The Effect of Halothane on Norepinephrine Responsiveness in Rabbit Small Mesenteric Veins

Abstract

The effect of halothane on the response of small isolated mesenteric capacitance veins to exogenous norepinephrine and electrically induced endogenous norepinephrine release was studied. The role of extra- and intracellular Ca2+ in norepinephrine-induced contractions was also examined. Two-millimeter-long segments from the second-order branch of the mesenteric vein were stretched to twice their resting diameter, and the generated tension was measured with a force transducer. Dose-dependent effects of norepinephrine on generated tension were examined before and after exposure to 0.75 and 1.5% halothane. (These concentrations produced perfusate halothane concentrations of 0.31 and 0.49 mM respectively.) Norepinephrine produced an increase in the basal vessel tension along with a superimposed rhythmic oscillation in tension.

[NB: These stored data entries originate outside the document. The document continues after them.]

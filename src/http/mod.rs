//! HTTP protocol handling subsystem.
//!
//! # Data Flow
//! ```text
//! TCP connection
//!     → server.rs (Axum setup, catch-all handler)
//!     → gateway.rs (client IP, route match, URL rewrite)
//!     → request.rs (request ID, URLs, header capture)
//!     → headers.rs (hop-by-hop removal, X-Forwarded-For)
//!     → upstream origin
//!     → capture.rs (stream response back while recording it)
//!     → response.rs (gateway-generated error responses)
//! ```

pub mod capture;
pub mod gateway;
pub mod headers;
pub mod request;
pub mod response;
pub mod server;

pub use gateway::{Gateway, GatewayBuilder};
pub use request::{CapturedHeaders, RequestId};
pub use response::GatewayError;
pub use server::HttpServer;
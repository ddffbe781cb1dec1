//! Observability subsystem.
//!
//! # Data Flow
//! ```text
//! All subsystems produce:
//!     → logging.rs (structured log events via tracing)
//!     → metrics.rs (request counters, latency histograms, cache hits)
//!
//! Consumers:
//!     → stdout (fmt layer)
//!     → Metrics endpoint (Prometheus scrape)
//! ```
//!
//! # Design Decisions
//! - Structured fields, not formatted strings
//! - Request ID is attached to per-request events once a route has matched
//! - Metric updates are no-ops until a recorder is installed

pub mod logging;
pub mod metrics;
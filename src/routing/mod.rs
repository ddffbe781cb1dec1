//! Routing subsystem.
//!
//! # Data Flow
//! ```text
//! Incoming Request (path)
//!     → provider.rs (current route set, served from the TTL cache)
//!     → matcher.rs (longest literal endpoint prefix)
//!     → rewrite.rs (gateway path → origin path)
//!     → Return: matched Route or NoMatch
//! ```
//!
//! # Design Decisions
//! - Endpoints are raw string prefixes, not path segments: `/api` also matches `/apiv2`
//! - Longest endpoint wins; an empty endpoint is the lowest-priority catch-all
//! - Route sets are small, so every request scans them linearly
//! - Routes are re-read from storage at most once per cache TTL

pub mod matcher;
pub mod provider;
pub mod rewrite;
pub mod route;
pub mod slash;

pub use matcher::find_route;
pub use provider::StoreRouteProvider;
pub use rewrite::gateway_to_origin_path;
pub use route::{ProviderError, Route, RouteProvider, RouteTls};
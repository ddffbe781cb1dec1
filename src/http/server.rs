//! HTTP server setup.
//!
//! # Responsibilities
//! - Create the Axum router with a catch-all gateway handler
//! - Wire up request tracing
//! - Serve with peer addresses and graceful shutdown

use std::net::SocketAddr;
use std::sync::Arc;

use axum::{
    body::Body,
    extract::{Request, State},
    response::Response,
    routing::any,
    Router,
};
use tokio::net::TcpListener;
use tokio::sync::broadcast;
use tower_http::trace::TraceLayer;

use crate::http::gateway::Gateway;

/// HTTP front end of the gateway.
pub struct HttpServer {
    router: Router,
}

impl HttpServer {
    pub fn new(gateway: Arc<Gateway>) -> Self {
        Self {
            router: Self::build_router(gateway),
        }
    }

    fn build_router(gateway: Arc<Gateway>) -> Router {
        Router::new()
            .route("/", any(gateway_handler))
            .route("/{*path}", any(gateway_handler))
            .with_state(gateway)
            .layer(TraceLayer::new_for_http())
    }

    /// The router, for embedding or driving without a socket.
    pub fn router(&self) -> Router {
        self.router.clone()
    }

    /// Accept connections on `listener` until `shutdown` fires.
    pub async fn run(
        self,
        listener: TcpListener,
        mut shutdown: broadcast::Receiver<()>,
    ) -> Result<(), std::io::Error> {
        let addr = listener.local_addr()?;
        tracing::info!(address = %addr, "HTTP server starting");

        let app = self.router.into_make_service_with_connect_info::<SocketAddr>();

        axum::serve(listener, app)
            .with_graceful_shutdown(async move {
                let _ = shutdown.recv().await;
                tracing::info!("HTTP server draining connections");
            })
            .await?;

        tracing::info!("HTTP server stopped");
        Ok(())
    }
}

async fn gateway_handler(State(gateway): State<Arc<Gateway>>, request: Request) -> Response<Body> {
    gateway.handle(request).await
}
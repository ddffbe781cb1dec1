//! Translation of gateway-facing paths into origin-facing paths.

use crate::routing::slash::remove_all_leading_slashes;

/// Strip `endpoint` from `gateway_path` after slash normalization.
///
/// Both inputs lose all leading slashes, the cleaned endpoint is removed as a
/// literal prefix, and leading slashes are stripped again from the rest. This is
/// string-level: endpoint `/api` strips against `/apiv2` as well.
pub fn gateway_to_origin_path(gateway_path: &str, endpoint: &str) -> String {
    let clean_path = remove_all_leading_slashes(gateway_path);
    let clean_endpoint = remove_all_leading_slashes(endpoint);
    let rest = clean_path.strip_prefix(clean_endpoint).unwrap_or(clean_path);
    remove_all_leading_slashes(rest).to_string()
}
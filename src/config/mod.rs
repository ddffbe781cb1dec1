//! Configuration management subsystem.
//!
//! # Data Flow
//! ```text
//! config file (TOML)
//!     → loader.rs (parse & deserialize)
//!     → validation.rs (semantic checks)
//!     → GatewayConfig (validated, immutable)
//! ```
//!
//! # Design Decisions
//! - Config is immutable once loaded; routes live in their own file and
//!   reload through the route cache instead
//! - All fields have defaults to allow minimal configs
//! - Validation separates syntactic (serde) from semantic checks

pub mod loader;
pub mod schema;
pub mod validation;

pub use loader::{load_config, ConfigError};
pub use schema::{CacheConfig, GatewayConfig, ListenerConfig, ObservabilityConfig, StorageConfig};
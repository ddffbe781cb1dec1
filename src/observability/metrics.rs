//! Metrics collection and exposition.
//!
//! # Metrics
//! - `gateway_requests_total` (counter): requests by method, status, route
//! - `gateway_request_duration_seconds` (histogram): latency by method, route
//! - `gateway_route_cache_total` (counter): route cache lookups by kind, result
//!
//! # Design Decisions
//! - Requests that match no route are labelled `route="none"`
//! - Latency is measured to the response head, not the end of the body

use std::net::SocketAddr;
use std::time::Instant;

use metrics::{counter, histogram};
use metrics_exporter_prometheus::PrometheusBuilder;

/// Record one finished request.
pub fn record_request(method: &str, status: u16, route: &str, start: Instant) {
    counter!(
        "gateway_requests_total",
        "method" => method.to_string(),
        "status" => status.to_string(),
        "route" => route.to_string()
    )
    .increment(1);

    histogram!(
        "gateway_request_duration_seconds",
        "method" => method.to_string(),
        "route" => route.to_string()
    )
    .record(start.elapsed().as_secs_f64());
}

/// Record a route cache lookup. `kind` is `all` or `by_id`.
pub fn record_route_cache(kind: &'static str, hit: bool) {
    let result = if hit { "hit" } else { "miss" };
    counter!("gateway_route_cache_total", "kind" => kind, "result" => result).increment(1);
}

/// Install the Prometheus recorder and serve `/metrics` on `addr`.
///
/// Must be called from within a tokio runtime.
pub fn init_metrics(addr: SocketAddr) -> bool {
    match PrometheusBuilder::new().with_http_listener(addr).install() {
        Ok(()) => {
            tracing::info!(address = %addr, "Metrics endpoint started");
            true
        }
        Err(e) => {
            tracing::error!(address = %addr, error = %e, "Failed to start metrics endpoint");
            false
        }
    }
}
//! Thread-safe key/value cache with per-entry expiry.

use std::collections::HashMap;
use std::sync::{Arc, Mutex, MutexGuard, PoisonError};
use std::time::{Duration, Instant};
use tokio::sync::broadcast;
use tokio::task::JoinHandle;

/// Interval between two background sweeps.
pub const DEFAULT_SWEEP_INTERVAL: Duration = Duration::from_secs(10);

/// Expiry used when `now + ttl` is not representable.
const FAR_FUTURE: Duration = Duration::from_secs(100 * 365 * 24 * 60 * 60);

#[derive(Debug, Clone)]
struct CacheItem<V> {
    value: V,
    expiry: Instant,
}

impl<V> CacheItem<V> {
    fn is_expired(&self, now: Instant) -> bool {
        now > self.expiry
    }
}

/// A cache whose entries expire after a caller-chosen time-to-live.
///
/// Cloning the cache yields another handle to the same map. Values are
/// returned by clone, so store `Arc`s (or other cheap handles) in `V`.
#[derive(Debug)]
pub struct TtlCache<V> {
    items: Arc<Mutex<HashMap<String, CacheItem<V>>>>,
}

impl<V> Clone for TtlCache<V> {
    fn clone(&self) -> Self {
        Self {
            items: Arc::clone(&self.items),
        }
    }
}

impl<V> Default for TtlCache<V> {
    fn default() -> Self {
        Self {
            items: Arc::new(Mutex::new(HashMap::new())),
        }
    }
}

impl<V: Clone + Send + 'static> TtlCache<V> {
    /// Create an empty cache. No sweeper runs until [`TtlCache::spawn_sweeper`].
    pub fn new() -> Self {
        Self::default()
    }

    fn lock(&self) -> MutexGuard<'_, HashMap<String, CacheItem<V>>> {
        // A panic while holding the lock cannot leave the map half-written.
        self.items.lock().unwrap_or_else(PoisonError::into_inner)
    }

    /// Store `value` under `key` until `ttl` has elapsed, replacing any previous entry.
    pub fn set(&self, key: impl Into<String>, value: V, ttl: Duration) {
        let now = Instant::now();
        let expiry = now
            .checked_add(ttl)
            .or_else(|| now.checked_add(FAR_FUTURE))
            .unwrap_or(now);
        self.lock().insert(key.into(), CacheItem { value, expiry });
    }

    /// Return the live value for `key`. An expired entry is removed and reported as a miss.
    pub fn get(&self, key: &str) -> Option<V> {
        let mut items = self.lock();
        let expired = items.get(key)?.is_expired(Instant::now());
        if expired {
            items.remove(key);
            return None;
        }
        items.get(key).map(|item| item.value.clone())
    }

    /// Remove and return the value for `key`.
    ///
    /// An expired entry is still removed, but the call reports a miss.
    pub fn pop(&self, key: &str) -> Option<V> {
        let item = self.lock().remove(key)?;
        if item.is_expired(Instant::now()) {
            return None;
        }
        Some(item.value)
    }

    /// Remove `key` if present.
    pub fn del(&self, key: &str) {
        self.lock().remove(key);
    }

    /// Number of stored entries, including expired ones not yet evicted.
    pub fn len(&self) -> usize {
        self.lock().len()
    }

    pub fn is_empty(&self) -> bool {
        self.lock().is_empty()
    }

    pub fn clear(&self) {
        self.lock().clear();
    }

    /// Remove every expired entry, returning how many were dropped.
    pub fn sweep_expired(&self) -> usize {
        let now = Instant::now();
        let mut items = self.lock();
        let before = items.len();
        items.retain(|_, item| !item.is_expired(now));
        before - items.len()
    }

    /// Run [`TtlCache::sweep_expired`] every `interval` until `shutdown` fires.
    pub fn spawn_sweeper(
        &self,
        interval: Duration,
        mut shutdown: broadcast::Receiver<()>,
    ) -> JoinHandle<()> {
        let cache = self.clone();
        tokio::spawn(async move {
            let mut ticker = tokio::time::interval(interval);
            // The first tick completes immediately.
            ticker.tick().await;

            loop {
                tokio::select! {
                    _ = ticker.tick() => {
                        let removed = cache.sweep_expired();
                        if removed > 0 {
                            tracing::debug!(
                                removed,
                                remaining = cache.len(),
                                "Swept expired cache entries"
                            );
                        }
                    }
                    _ = shutdown.recv() => {
                        tracing::debug!("Cache sweeper received shutdown signal, exiting loop");
                        break;
                    }
                }
            }
        })
    }
}

#[cfg(test)]
mod tests {
    use super::*;
    use std::thread::sleep;

    #[test]
    fn test_set_then_get() {
        let cache = TtlCache::new();
        cache.set("k", 42u32, Duration::from_secs(5));
        assert_eq!(cache.get("k"), Some(42));
        assert_eq!(cache.len(), 1);
    }

    #[test]
    fn test_huge_ttl_never_expires() {
        let cache = TtlCache::new();
        cache.set("k", 1u8, Duration::from_secs(u64::MAX));
        cache.set("m", 2u8, Duration::MAX);
        assert_eq!(cache.get("k"), Some(1));
        assert_eq!(cache.get("m"), Some(2));
        assert_eq!(cache.sweep_expired(), 0);
    }

    #[test]
    fn test_set_overwrites() {
        let cache = TtlCache::new();
        cache.set("k", "first", Duration::from_secs(5));
        cache.set("k", "second", Duration::from_secs(5));
        assert_eq!(cache.get("k"), Some("second"));
        assert_eq!(cache.len(), 1);
    }

    #[test]
    fn test_get_expired_evicts() {
        let cache = TtlCache::new();
        cache.set("k", 1u8, Duration::from_millis(10));
        sleep(Duration::from_millis(30));

        // Untouched expired entries still count.
        assert_eq!(cache.len(), 1);
        assert_eq!(cache.get("k"), None);
        assert_eq!(cache.len(), 0);
    }

    #[test]
    fn test_pop_is_exactly_once() {
        let cache = TtlCache::new();
        cache.set("k", String::from("v"), Duration::from_secs(5));
        assert_eq!(cache.pop("k").as_deref(), Some("v"));
        assert_eq!(cache.pop("k"), None);
        assert_eq!(cache.get("k"), None);
    }

    #[test]
    fn test_pop_expired_removes_and_misses() {
        let cache = TtlCache::new();
        cache.set("k", 7i64, Duration::from_millis(10));
        sleep(Duration::from_millis(30));
        assert_eq!(cache.pop("k"), None);
        assert!(cache.is_empty());
    }

    #[test]
    fn test_del_and_clear() {
        let cache = TtlCache::new();
        cache.del("missing");
        cache.set("a", 1, Duration::from_secs(5));
        cache.set("b", 2, Duration::from_secs(5));
        cache.del("a");
        assert_eq!(cache.get("a"), None);
        assert_eq!(cache.len(), 1);
        cache.clear();
        assert!(cache.is_empty());
    }

    #[test]
    fn test_sweep_removes_only_expired() {
        let cache = TtlCache::new();
        cache.set("short", 1, Duration::from_millis(10));
        cache.set("long", 2, Duration::from_secs(60));
        sleep(Duration::from_millis(30));

        assert_eq!(cache.sweep_expired(), 1);
        assert_eq!(cache.len(), 1);
        assert_eq!(cache.get("long"), Some(2));
    }

    #[test]
    fn test_clones_share_storage() {
        let cache = TtlCache::new();
        let other = cache.clone();
        cache.set("k", Arc::new(vec![1, 2, 3]), Duration::from_secs(5));
        let value = other.get("k").unwrap();
        assert_eq!(*value, vec![1, 2, 3]);
    }

    #[test]
    fn test_concurrent_writers() {
        let cache = TtlCache::new();
        let handles: Vec<_> = (0..8)
            .map(|t| {
                let cache = cache.clone();
                std::thread::spawn(move || {
                    for i in 0..100 {
                        cache.set(format!("{t}-{i}"), i, Duration::from_secs(5));
                        assert_eq!(cache.get(&format!("{t}-{i}")), Some(i));
                    }
                })
            })
            .collect();
        for h in handles {
            h.join().unwrap();
        }
        assert_eq!(cache.len(), 800);
    }

    #[tokio::test]
    async fn test_sweeper_evicts_and_stops_on_shutdown() {
        let cache = TtlCache::new();
        cache.set("k", 1, Duration::from_millis(10));

        let (tx, rx) = broadcast::channel(1);
        let handle = cache.spawn_sweeper(Duration::from_millis(20), rx);

        tokio::time::sleep(Duration::from_millis(120)).await;
        assert_eq!(cache.len(), 0);

        tx.send(()).unwrap();
        tokio::time::timeout(Duration::from_secs(1), handle)
            .await
            .expect("sweeper should exit after shutdown")
            .unwrap();
    }
}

Although the magnitude of the tension increase was not affected by either concentration of halothane, the amplitude of the oscillations was reduced. Ryanodine (a blocker of Ca2+ release from the sarcoplasmic reticulum), like halothane, decreased the amplitude of the oscillations, but did not affect overall tension development. In the Ca2(+)-free medium the contractile response to norepinephrine was greatly attenuated as compared to control, whereas the oscillatory behavior was completely abolished. Norepinephrine release was examined indirectly by measuring the increase in tension during electric field stimulation. Response to endogenously released norepinephrine was significantly decreased by exposure to halothane 1.5% (0.49 mM) and blocked by pretreating the vessel with phentolamine. At concentrations used clinically, halothane did not affect overall developed tension in response to exogenously applied norepinephrine. However, 1.5% (0.49 mM) halothane decreased both sarcoplasmic-reticulum-dependent oscillations in tension and electrically induced release of endogenous norepinephrine.